RECORDS FOR THIS TASK:
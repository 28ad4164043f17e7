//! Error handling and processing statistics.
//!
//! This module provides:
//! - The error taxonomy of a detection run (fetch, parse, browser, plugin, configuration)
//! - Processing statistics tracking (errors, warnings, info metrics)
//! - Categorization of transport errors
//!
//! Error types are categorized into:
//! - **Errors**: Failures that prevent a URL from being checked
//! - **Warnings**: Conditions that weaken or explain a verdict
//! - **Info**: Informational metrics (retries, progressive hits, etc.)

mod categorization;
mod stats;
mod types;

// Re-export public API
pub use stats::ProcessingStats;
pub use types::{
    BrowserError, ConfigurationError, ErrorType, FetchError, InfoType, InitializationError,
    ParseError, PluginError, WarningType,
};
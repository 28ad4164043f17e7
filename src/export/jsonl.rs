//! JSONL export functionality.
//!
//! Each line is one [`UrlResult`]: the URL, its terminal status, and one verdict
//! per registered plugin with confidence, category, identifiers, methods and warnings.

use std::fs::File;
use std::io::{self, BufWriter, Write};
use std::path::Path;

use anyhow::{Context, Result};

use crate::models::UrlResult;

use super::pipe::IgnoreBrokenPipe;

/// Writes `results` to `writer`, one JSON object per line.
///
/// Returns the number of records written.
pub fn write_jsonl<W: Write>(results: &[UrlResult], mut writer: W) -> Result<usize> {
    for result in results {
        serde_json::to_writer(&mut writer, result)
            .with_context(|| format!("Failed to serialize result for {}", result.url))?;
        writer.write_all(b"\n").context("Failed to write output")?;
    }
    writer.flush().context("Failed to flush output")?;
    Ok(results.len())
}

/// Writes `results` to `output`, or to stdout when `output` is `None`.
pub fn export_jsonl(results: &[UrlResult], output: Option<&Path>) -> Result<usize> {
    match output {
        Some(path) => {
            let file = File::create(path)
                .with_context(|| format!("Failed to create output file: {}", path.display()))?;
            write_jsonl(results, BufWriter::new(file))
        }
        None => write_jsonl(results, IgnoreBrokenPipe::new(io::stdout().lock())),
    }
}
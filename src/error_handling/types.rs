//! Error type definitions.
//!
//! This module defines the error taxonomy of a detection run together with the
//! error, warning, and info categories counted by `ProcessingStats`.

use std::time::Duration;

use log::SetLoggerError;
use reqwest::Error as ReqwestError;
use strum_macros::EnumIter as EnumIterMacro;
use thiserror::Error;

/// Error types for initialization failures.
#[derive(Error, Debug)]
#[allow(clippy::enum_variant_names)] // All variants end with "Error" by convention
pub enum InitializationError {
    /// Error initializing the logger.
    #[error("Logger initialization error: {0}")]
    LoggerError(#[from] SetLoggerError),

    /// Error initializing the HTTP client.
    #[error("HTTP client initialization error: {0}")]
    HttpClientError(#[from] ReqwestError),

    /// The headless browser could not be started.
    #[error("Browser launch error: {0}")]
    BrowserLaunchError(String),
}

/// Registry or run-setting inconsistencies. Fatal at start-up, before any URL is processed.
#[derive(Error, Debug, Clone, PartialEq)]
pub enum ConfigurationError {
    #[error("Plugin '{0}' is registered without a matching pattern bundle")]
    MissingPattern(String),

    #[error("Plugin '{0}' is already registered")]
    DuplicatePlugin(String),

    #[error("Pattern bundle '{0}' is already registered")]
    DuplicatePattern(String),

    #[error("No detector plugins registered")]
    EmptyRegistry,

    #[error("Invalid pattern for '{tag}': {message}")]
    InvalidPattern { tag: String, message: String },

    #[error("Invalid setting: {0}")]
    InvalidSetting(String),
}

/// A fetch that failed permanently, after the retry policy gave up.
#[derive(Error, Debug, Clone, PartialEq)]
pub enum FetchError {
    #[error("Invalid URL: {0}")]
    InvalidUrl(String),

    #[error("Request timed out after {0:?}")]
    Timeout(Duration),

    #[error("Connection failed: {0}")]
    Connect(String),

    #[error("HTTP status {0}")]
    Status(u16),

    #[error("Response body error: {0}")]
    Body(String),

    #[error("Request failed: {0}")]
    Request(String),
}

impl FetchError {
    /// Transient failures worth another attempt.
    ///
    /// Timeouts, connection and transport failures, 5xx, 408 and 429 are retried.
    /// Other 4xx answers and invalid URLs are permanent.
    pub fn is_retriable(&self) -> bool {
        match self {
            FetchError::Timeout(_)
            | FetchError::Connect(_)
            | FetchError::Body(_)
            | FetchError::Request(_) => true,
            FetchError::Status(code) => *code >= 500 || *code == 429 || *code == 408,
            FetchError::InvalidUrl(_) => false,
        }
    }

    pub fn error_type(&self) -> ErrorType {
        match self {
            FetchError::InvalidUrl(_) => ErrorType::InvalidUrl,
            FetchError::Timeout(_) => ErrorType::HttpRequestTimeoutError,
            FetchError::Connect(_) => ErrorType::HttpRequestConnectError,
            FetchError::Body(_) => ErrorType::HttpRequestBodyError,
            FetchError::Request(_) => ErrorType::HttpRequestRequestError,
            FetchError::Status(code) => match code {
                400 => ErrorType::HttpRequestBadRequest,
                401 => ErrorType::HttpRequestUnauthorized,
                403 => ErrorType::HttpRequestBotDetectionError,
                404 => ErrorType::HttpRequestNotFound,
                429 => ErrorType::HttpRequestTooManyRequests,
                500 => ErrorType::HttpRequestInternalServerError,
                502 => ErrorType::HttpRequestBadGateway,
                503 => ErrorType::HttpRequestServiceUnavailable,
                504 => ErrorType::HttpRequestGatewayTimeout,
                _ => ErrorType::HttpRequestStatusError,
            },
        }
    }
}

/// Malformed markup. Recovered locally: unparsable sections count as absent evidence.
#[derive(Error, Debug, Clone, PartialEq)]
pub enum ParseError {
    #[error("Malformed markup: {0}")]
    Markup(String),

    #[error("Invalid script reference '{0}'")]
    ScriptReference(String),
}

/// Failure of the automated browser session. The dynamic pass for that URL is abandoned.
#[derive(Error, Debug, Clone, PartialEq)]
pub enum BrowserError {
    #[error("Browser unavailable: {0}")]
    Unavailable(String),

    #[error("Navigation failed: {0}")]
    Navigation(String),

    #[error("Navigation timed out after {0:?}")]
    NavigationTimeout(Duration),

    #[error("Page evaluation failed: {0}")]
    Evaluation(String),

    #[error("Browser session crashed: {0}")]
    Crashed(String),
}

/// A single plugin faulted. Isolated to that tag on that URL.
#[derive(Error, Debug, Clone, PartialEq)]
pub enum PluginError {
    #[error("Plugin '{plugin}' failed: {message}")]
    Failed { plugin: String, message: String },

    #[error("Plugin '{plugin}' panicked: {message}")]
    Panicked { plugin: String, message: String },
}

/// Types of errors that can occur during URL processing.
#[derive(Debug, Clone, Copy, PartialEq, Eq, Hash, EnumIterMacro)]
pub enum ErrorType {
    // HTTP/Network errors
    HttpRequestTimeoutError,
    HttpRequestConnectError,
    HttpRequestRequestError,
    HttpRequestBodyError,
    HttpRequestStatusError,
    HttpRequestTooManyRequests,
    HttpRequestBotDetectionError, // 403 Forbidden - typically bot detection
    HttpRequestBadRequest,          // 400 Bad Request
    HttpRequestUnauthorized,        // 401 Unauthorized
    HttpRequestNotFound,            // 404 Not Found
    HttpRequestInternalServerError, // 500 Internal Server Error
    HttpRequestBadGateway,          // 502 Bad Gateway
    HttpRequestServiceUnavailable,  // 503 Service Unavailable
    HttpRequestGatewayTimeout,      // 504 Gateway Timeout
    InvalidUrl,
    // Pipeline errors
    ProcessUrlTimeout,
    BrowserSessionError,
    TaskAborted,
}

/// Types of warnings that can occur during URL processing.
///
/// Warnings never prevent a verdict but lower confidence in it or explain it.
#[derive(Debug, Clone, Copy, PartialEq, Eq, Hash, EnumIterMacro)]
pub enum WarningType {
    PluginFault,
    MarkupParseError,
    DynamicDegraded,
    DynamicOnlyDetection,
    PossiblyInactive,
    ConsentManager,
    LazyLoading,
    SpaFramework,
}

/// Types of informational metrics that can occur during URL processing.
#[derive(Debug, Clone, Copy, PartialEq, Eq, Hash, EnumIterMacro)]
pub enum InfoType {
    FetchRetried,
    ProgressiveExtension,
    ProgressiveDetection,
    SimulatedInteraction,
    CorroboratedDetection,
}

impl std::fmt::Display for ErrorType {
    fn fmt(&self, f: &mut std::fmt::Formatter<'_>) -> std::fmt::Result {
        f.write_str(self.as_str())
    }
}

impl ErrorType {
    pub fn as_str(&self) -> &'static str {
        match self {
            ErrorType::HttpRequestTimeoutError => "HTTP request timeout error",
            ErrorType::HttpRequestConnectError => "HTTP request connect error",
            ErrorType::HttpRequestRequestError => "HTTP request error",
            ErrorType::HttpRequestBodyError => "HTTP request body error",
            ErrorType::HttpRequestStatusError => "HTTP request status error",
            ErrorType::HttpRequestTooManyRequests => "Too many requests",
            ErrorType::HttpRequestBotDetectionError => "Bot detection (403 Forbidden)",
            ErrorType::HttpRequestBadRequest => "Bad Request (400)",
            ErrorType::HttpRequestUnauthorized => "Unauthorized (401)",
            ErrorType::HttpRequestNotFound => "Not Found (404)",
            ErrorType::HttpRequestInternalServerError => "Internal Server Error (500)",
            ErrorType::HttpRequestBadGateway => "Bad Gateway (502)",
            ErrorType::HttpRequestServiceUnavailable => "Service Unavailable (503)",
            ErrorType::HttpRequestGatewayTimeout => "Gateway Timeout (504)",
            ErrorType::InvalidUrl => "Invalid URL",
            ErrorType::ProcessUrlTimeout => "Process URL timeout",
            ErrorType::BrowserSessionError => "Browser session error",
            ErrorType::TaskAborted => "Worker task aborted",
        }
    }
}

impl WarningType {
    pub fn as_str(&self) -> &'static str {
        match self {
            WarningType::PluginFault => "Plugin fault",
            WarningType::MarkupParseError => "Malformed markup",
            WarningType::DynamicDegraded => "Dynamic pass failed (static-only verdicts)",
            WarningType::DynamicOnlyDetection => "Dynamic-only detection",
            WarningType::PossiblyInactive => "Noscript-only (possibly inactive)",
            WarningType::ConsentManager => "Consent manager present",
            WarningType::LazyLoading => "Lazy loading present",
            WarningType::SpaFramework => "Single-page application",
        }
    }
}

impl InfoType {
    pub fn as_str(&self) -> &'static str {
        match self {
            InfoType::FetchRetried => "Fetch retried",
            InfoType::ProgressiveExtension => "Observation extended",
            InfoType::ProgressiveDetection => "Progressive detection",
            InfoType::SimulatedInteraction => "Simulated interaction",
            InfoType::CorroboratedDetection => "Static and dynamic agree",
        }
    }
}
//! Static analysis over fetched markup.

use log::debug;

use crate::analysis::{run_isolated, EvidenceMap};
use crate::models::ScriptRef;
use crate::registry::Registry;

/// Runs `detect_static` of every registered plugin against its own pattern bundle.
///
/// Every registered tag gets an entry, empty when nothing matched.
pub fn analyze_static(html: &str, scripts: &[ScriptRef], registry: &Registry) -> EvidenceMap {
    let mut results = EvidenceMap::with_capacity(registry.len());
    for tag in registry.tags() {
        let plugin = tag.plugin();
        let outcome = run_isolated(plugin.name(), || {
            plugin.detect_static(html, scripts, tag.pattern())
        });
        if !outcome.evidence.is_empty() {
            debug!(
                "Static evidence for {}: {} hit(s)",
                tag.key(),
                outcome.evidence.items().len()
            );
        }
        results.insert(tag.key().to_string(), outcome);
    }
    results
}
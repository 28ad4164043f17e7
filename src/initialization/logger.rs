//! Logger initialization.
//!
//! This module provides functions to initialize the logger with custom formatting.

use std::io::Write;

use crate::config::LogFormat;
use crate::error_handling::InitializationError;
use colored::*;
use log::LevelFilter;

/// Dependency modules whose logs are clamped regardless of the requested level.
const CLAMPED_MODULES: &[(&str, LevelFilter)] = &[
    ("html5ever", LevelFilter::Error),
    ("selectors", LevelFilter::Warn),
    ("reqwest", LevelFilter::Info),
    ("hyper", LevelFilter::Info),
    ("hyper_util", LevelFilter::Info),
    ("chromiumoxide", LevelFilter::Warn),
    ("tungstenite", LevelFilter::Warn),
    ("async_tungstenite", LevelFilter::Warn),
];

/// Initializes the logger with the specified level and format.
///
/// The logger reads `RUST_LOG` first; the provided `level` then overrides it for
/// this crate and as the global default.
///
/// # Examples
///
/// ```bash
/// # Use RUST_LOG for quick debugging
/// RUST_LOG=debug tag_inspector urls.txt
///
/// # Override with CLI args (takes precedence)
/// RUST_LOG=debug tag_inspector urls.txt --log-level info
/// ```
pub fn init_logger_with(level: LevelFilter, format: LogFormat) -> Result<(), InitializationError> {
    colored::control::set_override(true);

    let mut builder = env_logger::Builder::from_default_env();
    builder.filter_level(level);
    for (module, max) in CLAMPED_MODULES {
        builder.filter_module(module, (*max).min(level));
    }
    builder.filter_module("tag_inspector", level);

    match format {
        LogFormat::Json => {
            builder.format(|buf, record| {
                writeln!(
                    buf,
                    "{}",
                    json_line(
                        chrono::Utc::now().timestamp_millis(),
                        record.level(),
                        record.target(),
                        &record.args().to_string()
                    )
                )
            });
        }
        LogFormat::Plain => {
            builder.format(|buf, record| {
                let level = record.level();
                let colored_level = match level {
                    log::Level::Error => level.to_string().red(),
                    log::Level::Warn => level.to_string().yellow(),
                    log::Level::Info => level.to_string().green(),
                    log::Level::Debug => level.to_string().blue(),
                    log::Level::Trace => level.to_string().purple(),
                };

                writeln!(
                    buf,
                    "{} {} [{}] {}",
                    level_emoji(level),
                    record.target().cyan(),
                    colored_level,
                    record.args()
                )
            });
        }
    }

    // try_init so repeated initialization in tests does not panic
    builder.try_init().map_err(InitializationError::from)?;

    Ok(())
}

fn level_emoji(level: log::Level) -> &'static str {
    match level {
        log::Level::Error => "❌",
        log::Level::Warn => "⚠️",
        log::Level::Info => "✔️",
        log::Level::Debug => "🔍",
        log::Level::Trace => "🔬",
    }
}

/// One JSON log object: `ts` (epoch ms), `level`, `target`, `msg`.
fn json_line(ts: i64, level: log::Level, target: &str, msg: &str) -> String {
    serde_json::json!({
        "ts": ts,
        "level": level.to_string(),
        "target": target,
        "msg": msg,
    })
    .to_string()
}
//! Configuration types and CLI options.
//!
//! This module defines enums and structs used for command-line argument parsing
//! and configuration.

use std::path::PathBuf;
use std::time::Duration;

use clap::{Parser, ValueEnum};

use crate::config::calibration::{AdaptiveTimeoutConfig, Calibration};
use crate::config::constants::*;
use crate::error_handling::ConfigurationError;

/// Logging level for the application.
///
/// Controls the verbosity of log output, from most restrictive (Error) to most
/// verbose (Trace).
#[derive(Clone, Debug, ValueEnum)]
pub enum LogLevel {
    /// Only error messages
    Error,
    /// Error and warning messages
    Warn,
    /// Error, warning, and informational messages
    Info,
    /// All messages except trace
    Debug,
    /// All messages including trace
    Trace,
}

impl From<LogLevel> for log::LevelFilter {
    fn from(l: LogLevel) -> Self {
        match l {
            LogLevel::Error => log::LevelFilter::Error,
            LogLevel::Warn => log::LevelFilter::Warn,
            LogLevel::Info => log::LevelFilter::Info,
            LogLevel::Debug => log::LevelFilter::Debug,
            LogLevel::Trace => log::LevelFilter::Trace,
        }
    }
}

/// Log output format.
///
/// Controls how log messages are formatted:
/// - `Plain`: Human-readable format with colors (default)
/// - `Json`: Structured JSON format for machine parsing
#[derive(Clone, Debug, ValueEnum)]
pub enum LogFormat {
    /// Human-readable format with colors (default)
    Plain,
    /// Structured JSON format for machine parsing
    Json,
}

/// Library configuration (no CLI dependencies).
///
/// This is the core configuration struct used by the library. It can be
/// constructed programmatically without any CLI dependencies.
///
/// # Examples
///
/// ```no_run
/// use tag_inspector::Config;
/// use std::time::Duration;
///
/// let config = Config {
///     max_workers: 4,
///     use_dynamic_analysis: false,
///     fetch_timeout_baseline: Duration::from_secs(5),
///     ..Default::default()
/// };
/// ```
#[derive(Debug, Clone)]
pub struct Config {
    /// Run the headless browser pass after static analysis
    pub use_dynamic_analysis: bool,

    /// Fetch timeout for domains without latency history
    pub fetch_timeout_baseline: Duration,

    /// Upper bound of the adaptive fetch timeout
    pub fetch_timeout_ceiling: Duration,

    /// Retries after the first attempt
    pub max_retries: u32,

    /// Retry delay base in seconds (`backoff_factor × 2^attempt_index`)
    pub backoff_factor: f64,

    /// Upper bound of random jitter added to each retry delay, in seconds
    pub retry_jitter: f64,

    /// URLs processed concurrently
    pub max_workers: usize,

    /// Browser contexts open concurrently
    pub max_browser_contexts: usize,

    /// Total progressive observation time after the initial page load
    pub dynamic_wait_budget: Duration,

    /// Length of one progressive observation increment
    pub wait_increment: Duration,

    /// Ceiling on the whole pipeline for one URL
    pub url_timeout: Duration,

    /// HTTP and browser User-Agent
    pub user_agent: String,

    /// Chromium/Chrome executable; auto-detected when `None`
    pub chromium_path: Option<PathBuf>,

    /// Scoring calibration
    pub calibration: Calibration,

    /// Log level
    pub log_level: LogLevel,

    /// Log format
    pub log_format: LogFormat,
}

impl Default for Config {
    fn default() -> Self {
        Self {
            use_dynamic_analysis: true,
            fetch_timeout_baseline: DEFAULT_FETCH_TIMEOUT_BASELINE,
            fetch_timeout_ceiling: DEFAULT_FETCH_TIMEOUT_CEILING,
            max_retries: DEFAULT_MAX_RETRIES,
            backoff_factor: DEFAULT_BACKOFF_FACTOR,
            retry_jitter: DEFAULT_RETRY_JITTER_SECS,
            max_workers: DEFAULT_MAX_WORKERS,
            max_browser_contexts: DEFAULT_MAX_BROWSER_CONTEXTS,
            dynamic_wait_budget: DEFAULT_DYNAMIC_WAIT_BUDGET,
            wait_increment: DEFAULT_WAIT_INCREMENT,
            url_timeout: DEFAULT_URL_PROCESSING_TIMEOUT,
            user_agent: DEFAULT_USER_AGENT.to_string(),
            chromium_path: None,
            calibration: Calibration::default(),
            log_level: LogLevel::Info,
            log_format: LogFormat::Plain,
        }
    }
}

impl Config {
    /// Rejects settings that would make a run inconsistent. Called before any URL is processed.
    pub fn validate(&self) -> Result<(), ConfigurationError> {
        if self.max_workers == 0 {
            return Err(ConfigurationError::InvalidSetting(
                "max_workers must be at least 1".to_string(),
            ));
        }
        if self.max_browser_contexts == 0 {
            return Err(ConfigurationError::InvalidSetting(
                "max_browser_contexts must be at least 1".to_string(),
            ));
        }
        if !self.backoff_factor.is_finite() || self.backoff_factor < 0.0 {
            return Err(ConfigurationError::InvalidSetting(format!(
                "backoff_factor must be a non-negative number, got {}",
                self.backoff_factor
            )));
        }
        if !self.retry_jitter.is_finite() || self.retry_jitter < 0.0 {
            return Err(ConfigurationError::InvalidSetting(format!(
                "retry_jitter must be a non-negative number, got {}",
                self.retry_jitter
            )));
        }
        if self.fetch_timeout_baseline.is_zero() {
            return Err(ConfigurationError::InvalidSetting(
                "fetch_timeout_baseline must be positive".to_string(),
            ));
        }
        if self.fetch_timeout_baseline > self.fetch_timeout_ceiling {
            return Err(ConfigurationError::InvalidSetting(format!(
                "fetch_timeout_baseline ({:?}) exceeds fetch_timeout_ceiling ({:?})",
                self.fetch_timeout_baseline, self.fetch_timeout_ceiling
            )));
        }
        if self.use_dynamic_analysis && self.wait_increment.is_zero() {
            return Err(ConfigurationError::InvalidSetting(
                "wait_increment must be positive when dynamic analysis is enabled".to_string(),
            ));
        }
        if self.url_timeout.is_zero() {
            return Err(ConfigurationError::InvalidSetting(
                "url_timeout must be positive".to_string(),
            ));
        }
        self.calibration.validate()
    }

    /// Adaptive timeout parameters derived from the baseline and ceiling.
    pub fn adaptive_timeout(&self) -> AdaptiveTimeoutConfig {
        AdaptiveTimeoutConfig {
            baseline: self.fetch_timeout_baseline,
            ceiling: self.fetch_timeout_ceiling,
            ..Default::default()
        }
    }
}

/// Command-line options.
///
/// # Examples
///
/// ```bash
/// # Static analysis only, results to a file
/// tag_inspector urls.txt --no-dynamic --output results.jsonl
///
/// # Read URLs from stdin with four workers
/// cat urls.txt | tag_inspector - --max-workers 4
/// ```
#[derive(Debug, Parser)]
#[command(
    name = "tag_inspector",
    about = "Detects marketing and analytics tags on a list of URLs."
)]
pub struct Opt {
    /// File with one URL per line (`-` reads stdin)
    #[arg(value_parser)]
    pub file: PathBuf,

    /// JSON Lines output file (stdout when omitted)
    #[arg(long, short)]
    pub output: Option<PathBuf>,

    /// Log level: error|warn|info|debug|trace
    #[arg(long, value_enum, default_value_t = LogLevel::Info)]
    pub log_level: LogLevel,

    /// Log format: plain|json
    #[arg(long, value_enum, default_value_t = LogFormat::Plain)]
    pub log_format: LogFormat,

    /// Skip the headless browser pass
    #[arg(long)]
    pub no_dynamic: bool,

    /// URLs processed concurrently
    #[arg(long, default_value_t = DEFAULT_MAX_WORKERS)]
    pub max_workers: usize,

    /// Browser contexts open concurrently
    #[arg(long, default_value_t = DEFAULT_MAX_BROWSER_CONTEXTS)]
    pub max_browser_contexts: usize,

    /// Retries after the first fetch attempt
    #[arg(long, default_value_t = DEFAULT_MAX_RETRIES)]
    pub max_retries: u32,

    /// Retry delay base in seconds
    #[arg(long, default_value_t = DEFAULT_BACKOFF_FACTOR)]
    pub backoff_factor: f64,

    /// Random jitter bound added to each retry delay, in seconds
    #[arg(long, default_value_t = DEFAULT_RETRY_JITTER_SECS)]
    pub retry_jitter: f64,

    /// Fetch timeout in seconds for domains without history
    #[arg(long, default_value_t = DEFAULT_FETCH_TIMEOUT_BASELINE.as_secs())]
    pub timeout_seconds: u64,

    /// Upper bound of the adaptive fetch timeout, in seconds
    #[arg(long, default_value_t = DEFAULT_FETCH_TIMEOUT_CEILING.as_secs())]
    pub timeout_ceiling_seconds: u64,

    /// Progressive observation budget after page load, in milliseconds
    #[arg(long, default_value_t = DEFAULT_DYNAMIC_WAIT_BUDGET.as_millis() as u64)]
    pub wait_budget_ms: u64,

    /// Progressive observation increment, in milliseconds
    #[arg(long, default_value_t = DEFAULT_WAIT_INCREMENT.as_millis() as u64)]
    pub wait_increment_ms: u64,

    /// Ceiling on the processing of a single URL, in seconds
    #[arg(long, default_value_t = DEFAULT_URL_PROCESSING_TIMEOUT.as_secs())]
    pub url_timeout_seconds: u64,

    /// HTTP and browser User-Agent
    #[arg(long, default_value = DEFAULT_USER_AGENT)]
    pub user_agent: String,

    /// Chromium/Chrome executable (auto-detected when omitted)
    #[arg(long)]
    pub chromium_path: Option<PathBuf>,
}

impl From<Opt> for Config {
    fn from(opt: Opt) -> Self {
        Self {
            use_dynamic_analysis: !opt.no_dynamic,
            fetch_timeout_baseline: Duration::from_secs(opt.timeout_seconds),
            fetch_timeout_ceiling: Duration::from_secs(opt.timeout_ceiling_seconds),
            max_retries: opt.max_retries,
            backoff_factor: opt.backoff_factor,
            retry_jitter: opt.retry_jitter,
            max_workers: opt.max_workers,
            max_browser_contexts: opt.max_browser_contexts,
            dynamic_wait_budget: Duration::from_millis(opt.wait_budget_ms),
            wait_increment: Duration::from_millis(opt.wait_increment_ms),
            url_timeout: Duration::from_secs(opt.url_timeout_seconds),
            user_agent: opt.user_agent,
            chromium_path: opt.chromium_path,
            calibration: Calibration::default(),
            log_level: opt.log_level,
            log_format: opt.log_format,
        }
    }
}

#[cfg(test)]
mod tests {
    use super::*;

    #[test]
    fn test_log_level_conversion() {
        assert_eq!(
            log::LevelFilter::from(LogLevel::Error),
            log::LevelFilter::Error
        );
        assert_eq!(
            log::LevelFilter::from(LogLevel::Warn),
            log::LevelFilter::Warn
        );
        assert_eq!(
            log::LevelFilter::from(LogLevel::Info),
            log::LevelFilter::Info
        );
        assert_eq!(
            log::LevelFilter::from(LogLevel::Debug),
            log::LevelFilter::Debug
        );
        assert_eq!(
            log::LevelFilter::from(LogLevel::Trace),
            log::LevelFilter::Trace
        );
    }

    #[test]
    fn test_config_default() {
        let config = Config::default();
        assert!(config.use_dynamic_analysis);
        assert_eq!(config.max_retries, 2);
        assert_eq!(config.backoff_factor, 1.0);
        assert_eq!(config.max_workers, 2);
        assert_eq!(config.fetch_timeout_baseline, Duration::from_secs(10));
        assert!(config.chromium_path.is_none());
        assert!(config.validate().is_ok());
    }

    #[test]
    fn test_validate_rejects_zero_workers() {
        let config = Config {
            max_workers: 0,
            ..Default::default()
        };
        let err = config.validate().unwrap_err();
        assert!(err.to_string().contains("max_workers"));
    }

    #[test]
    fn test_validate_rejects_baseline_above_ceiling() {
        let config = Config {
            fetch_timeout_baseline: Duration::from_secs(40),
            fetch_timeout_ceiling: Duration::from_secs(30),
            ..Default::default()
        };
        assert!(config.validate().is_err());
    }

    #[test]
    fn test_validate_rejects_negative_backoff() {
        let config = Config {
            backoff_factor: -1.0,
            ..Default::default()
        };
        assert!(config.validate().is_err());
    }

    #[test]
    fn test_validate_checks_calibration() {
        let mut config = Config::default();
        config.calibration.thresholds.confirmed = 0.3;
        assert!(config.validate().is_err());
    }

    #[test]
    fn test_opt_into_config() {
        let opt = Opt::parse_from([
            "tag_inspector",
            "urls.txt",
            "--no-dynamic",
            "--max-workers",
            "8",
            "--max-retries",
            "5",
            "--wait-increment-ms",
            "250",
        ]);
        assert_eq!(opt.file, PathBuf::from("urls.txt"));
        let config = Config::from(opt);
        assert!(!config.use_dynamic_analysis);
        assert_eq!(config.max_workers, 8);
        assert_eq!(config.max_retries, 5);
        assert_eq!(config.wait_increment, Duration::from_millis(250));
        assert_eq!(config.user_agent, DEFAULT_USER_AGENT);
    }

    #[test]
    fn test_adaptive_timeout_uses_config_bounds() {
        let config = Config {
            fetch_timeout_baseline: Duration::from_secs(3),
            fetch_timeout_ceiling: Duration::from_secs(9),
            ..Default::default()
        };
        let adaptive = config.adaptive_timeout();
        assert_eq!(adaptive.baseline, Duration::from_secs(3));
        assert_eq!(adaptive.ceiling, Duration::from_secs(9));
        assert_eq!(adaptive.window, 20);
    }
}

TASK TO COMPLETE: An exact repetition of the material above is required, from its first line through the line holding "serde_json::to_writer(&mut writer, result)", with nothing added.

RESPONSE AREA:
repository 28ad4164043f17e7
//! Error handling and processing statistics.
//!
//! This module provides:
//! - The error taxonomy of a detection run (fetch, parse, browser, plugin, configuration)
//! - Processing statistics tracking (errors, warnings, info metrics)
//! - Categorization of transport errors
//!
//! Error types are categorized into:
//! - **Errors**: Failures that prevent a URL from being checked
//! - **Warnings**: Conditions that weaken or explain a verdict
//! - **Info**: Informational metrics (retries, progressive hits, etc.)

mod categorization;
mod stats;
mod types;

// Re-export public API
pub use stats::ProcessingStats;
pub use types::{
    BrowserError, ConfigurationError, ErrorType, FetchError, InfoType, InitializationError,
    ParseError, PluginError, WarningType,
};
repository 28ad4164043f17e7
filename src/export/jsonl.rs
//! JSONL export functionality.
//!
//! Each line is one [`UrlResult`]: the URL, its terminal status, and one verdict
//! per registered plugin with confidence, category, identifiers, methods and warnings.

use std::fs::File;
use std::io::{self, BufWriter, Write};
use std::path::Path;

use anyhow::{Context, Result};

use crate::models::UrlResult;

use super::pipe::IgnoreBrokenPipe;

/// Writes `results` to `writer`, one JSON object per line.
///
/// Returns the number of records written.
pub fn write_jsonl<W: Write>(results: &[UrlResult], mut writer: W) -> Result<usize> {
    for result in results {
        serde_json::to_writer(&mut writer, result)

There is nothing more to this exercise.